▶ **TASK TO COMPLETE**:
Locate the line containing "f(&*self.inner.state.lock().await)" in the data below. Reproduce it and every following line up to the end, exactly as given.
---------- DATA
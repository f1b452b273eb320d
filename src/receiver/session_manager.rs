//! Session controller for the receiver
//!
//! Owns the single [`Session`], enforces single-client admission and routes
//! every control request through one lock, so RTSP handling, the watchdog
//! and teardown never race on session state.

use std::net::SocketAddr;
use std::sync::atomic::{AtomicU64, Ordering};
use std::sync::{Arc, Weak};

use tokio::sync::{Mutex, mpsc};
use tokio_util::sync::CancellationToken;

use super::audio_pipeline::PipelineHandle;
use super::config::ReceiverConfig;
use super::decoder::DecoderRegistry;
use super::events::ReceiverEvent;
use super::rtp_receiver::{RtpReceiver, TimeoutHandler};
use super::session::{Session, SessionState};
use super::rtsp_handler;
use crate::error::RaopError;
use crate::protocol::crypto::ServerKey;
use crate::protocol::rtsp::{
    Method, ParseError, ResponseBuilder, RtspRequest, RtspResponse, StatusCode,
};

/// Identifies one accepted control connection
pub type ConnectionId = u64;

/// Per-connection context handed back by [`SessionController::accept`]
#[derive(Debug, Clone)]
pub struct ConnectionContext {
    /// Connection id
    pub id: ConnectionId,
    /// Sender address
    pub peer: SocketAddr,
    /// Our end of the connection; used for the Apple-Challenge response
    pub local: SocketAddr,
    /// Cancelled when the receiver wants this connection closed
    pub close: CancellationToken,
}

/// Outcome of one request
#[derive(Debug)]
pub struct HandleOutcome {
    /// Response to write
    pub response: RtspResponse,
    /// Close the connection after writing
    pub close: bool,
}

/// State guarded by the controller lock
#[derive(Debug, Default)]
pub(crate) struct ControllerState {
    /// Latest accepted connection
    pub(crate) handling: Option<ConnectionId>,
    /// Connection whose `ANNOUNCE` succeeded
    pub(crate) connected: Option<ConnectionContext>,
    pub(crate) session: Session,
    pub(crate) pipeline: Option<PipelineHandle>,
    pub(crate) rtp: Option<RtpReceiver>,
    /// Bumped per connected client so a stale watchdog cannot end a newer one
    pub(crate) generation: u64,
}

impl ControllerState {
    pub(crate) fn is_connected(&self, conn: &ConnectionContext) -> bool {
        self.connected.as_ref().is_some_and(|c| c.id == conn.id)
    }
}

/// Everything a handler needs for one request
pub(crate) struct HandlerContext<'a> {
    pub(crate) conn: &'a ConnectionContext,
    pub(crate) state: &'a mut ControllerState,
    pub(crate) controller: &'a SessionController,
}

impl HandlerContext<'_> {
    pub(crate) fn config(&self) -> &ReceiverConfig {
        &self.controller.inner.config
    }

    pub(crate) fn server_key(&self) -> &ServerKey {
        &self.controller.inner.key
    }

    pub(crate) fn decoders(&self) -> &DecoderRegistry {
        &self.controller.inner.decoders
    }

    pub(crate) fn emit(&self, event: ReceiverEvent) {
        self.controller.emit(event);
    }

    /// Fail with 455 unless this connection is the connected client
    pub(crate) fn require_connected(&self, method: Method) -> Result<(), RaopError> {
        if self.state.is_connected(self.conn) {
            Ok(())
        } else {
            Err(RaopError::InvalidState(format!(
                "{method} from connection {} which is not the connected client",
                self.conn.id
            )))
        }
    }

    /// Watchdog callback bound to the current client
    pub(crate) fn timeout_handler(&self) -> TimeoutHandler {
        let controller = Arc::downgrade(&self.controller.inner);
        let generation = self.state.generation;

        Arc::new(move || {
            let Some(inner) = Weak::upgrade(&controller) else {
                return;
            };
            let controller = SessionController { inner };
            tokio::spawn(async move {
                controller.expire(generation).await;
            });
        })
    }
}

/// Result type for method handlers
pub(crate) type HandlerResult = Result<ResponseBuilder, RaopError>;

struct ControllerInner {
    config: ReceiverConfig,
    key: Arc<ServerKey>,
    decoders: DecoderRegistry,
    events: mpsc::UnboundedSender<ReceiverEvent>,
    state: Mutex<ControllerState>,
    next_id: AtomicU64,
}

/// RTSP state machine and single-client admission
#[derive(Clone)]
pub struct SessionController {
    inner: Arc<ControllerInner>,
}

impl SessionController {
    /// Create a controller that reports to `events`
    #[must_use]
    pub fn new(
        config: ReceiverConfig,
        key: Arc<ServerKey>,
        decoders: DecoderRegistry,
        events: mpsc::UnboundedSender<ReceiverEvent>,
    ) -> Self {
        Self {
            inner: Arc::new(ControllerInner {
                config,
                key,
                decoders,
                events,
                state: Mutex::new(ControllerState::default()),
                next_id: AtomicU64::new(1),
            }),
        }
    }

    /// Receiver configuration
    #[must_use]
    pub fn config(&self) -> &ReceiverConfig {
        &self.inner.config
    }

    pub(crate) fn emit(&self, event: ReceiverEvent) {
        let kind = event.kind();
        if self.inner.events.send(event).is_err() {
            tracing::trace!("No listener for {} event", kind);
        }
    }

    /// Admit a new control connection
    ///
    /// Returns `None` if another connection is still negotiating and nobody
    /// is connected yet; the caller should close the socket.
    pub async fn accept(&self, peer: SocketAddr, local: SocketAddr) -> Option<ConnectionContext> {
        let mut state = self.inner.state.lock().await;

        if state.handling.is_some() && state.connected.is_none() {
            tracing::info!("Refusing {}: another client is negotiating", peer);
            return None;
        }

        let id = self.inner.next_id.fetch_add(1, Ordering::Relaxed);
        state.handling = Some(id);
        tracing::debug!("Accepted control connection {} from {}", id, peer);

        Some(ConnectionContext {
            id,
            peer,
            local,
            close: CancellationToken::new(),
        })
    }

    /// Handle one request and build its response
    pub async fn handle(&self, conn: &ConnectionContext, request: &RtspRequest) -> HandleOutcome {
        let cseq = request.headers.cseq_raw().map(str::to_string);
        self.log_request(conn, request);

        let mut state = self.inner.state.lock().await;
        let mut ctx = HandlerContext {
            conn,
            state: &mut *state,
            controller: self,
        };

        let result = rtsp_handler::handle_request(request, &mut ctx).await;
        drop(state);

        let (builder, close) = match result {
            Ok(builder) => (builder, false),
            Err(err) => {
                tracing::warn!("{} rejected: {}", request.method, err);
                let status = err.status().unwrap_or(StatusCode::INTERNAL_ERROR);
                (ResponseBuilder::error(status), err.closes_connection())
            }
        };

        HandleOutcome {
            response: builder.cseq(cseq.as_deref()).server_identity().build(),
            close,
        }
    }

    /// Response for a request that could not be parsed; always closes
    #[must_use]
    pub fn reject_unparseable(&self, conn: &ConnectionContext, err: &ParseError) -> HandleOutcome {
        tracing::warn!("Bad request on connection {}: {}", conn.id, err);
        let cseq = err.cseq();
        let err = RaopError::Protocol(err.to_string());
        let status = err.status().unwrap_or(StatusCode::BAD_REQUEST);

        HandleOutcome {
            response: ResponseBuilder::error(status)
                .cseq(cseq)
                .server_identity()
                .build(),
            close: err.closes_connection(),
        }
    }

    /// The connection went away
    pub async fn disconnect(&self, conn: &ConnectionContext) {
        let mut state = self.inner.state.lock().await;

        if state.handling == Some(conn.id) {
            state.handling = None;
        }
        if state.is_connected(conn) {
            tracing::info!("Client {} disconnected", conn.peer);
            self.end_session(&mut state);
        }
    }

    /// Tear down the connected client and close its connection
    ///
    /// Idempotent: with nobody connected this does nothing.
    pub async fn force_disconnect(&self) {
        let mut state = self.inner.state.lock().await;
        if let Some(conn) = state.connected.clone() {
            self.end_session(&mut state);
            conn.close.cancel();
        }
    }

    async fn expire(&self, generation: u64) {
        let mut state = self.inner.state.lock().await;
        if state.generation != generation {
            return;
        }
        if let Some(conn) = state.connected.clone() {
            tracing::info!("{}", RaopError::Timeout);
            self.end_session(&mut state);
            conn.close.cancel();
        }
    }

    /// Whether a client is connected
    pub async fn has_client(&self) -> bool {
        self.inner.state.lock().await.connected.is_some()
    }

    /// Current session state
    pub async fn session_state(&self) -> SessionState {
        self.inner.state.lock().await.session.state()
    }

    #[cfg(test)]
    pub(crate) async fn with_state<R>(&self, f: impl FnOnce(&ControllerState) -> R) -> R {
        f(&*self.inner.state.lock().await)
    }

    /// Stop audio, wipe keys and metadata, and report the disconnect once
    pub(crate) fn end_session(&self, state: &mut ControllerState) -> bool {
        if state.connected.take().is_none() {
            return false;
        }

        if let Some(mut rtp) = state.rtp.take() {
            rtp.stop();
        }
        if let Some(mut pipeline) = state.pipeline.take() {
            pipeline.close();
        }
        state.session.reset();

        self.emit(ReceiverEvent::ClientDisconnected);
        true
    }

    fn log_request(&self, conn: &ConnectionContext, request: &RtspRequest) {
        let cseq = request.headers.cseq_raw().unwrap_or("-");
        if self.inner.config.verbose {
            tracing::info!(
                "[{}] {} {} (CSeq: {}) headers={:?}",
                conn.id,
                request.method,
                request.uri,
                cseq,
                request.headers
            );
        } else {
            tracing::debug!("[{}] {} {} (CSeq: {})", conn.id, request.method, request.uri, cseq);
        }
    }
}

impl std::fmt::Debug for SessionController {
    fn fmt(&self, f: &mut std::fmt::Formatter<'_>) -> std::fmt::Result {
        f.debug_struct("SessionController")
            .field("name", &self.inner.config.name)
            .finish_non_exhaustive()
    }
}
--------------------
▶ **RESPONSE**:
        f(&*self.inner.state.lock().await)
    }

    /// Stop audio, wipe keys and metadata, and report the disconnect once
    pub(crate) fn end_session(&self, state: &mut ControllerState) -> bool {
        if state.connected.take().is_none() {
            return false;
        }

        if let Some(mut rtp) = state.rtp.take() {
            rtp.stop();
        }
        if let Some(mut pipeline) = state.pipeline.take() {
            pipeline.close();
        }
        state.session.reset();

        self.emit(ReceiverEvent::ClientDisconnected);
        true
    }

    fn log_request(&self, conn: &ConnectionContext, request: &RtspRequest) {
        let cseq = request.headers.cseq_raw().unwrap_or("-");
        if self.inner.config.verbose {
            tracing::info!(
                "[{}] {} {} (CSeq: {}) headers={:?}",
                conn.id,
                request.method,
                request.uri,
                cseq,
                request.headers
            );
        } else {
            tracing::debug!("[{}] {} {} (CSeq: {})", conn.id, request.method, request.uri, cseq);
        }
    }
}

impl std::fmt::Debug for SessionController {
    fn fmt(&self, f: &mut std::fmt::Formatter<'_>) -> std::fmt::Result {
        f.debug_struct("SessionController")
            .field("name", &self.inner.config.name)
            .finish_non_exhaustive()
    }
}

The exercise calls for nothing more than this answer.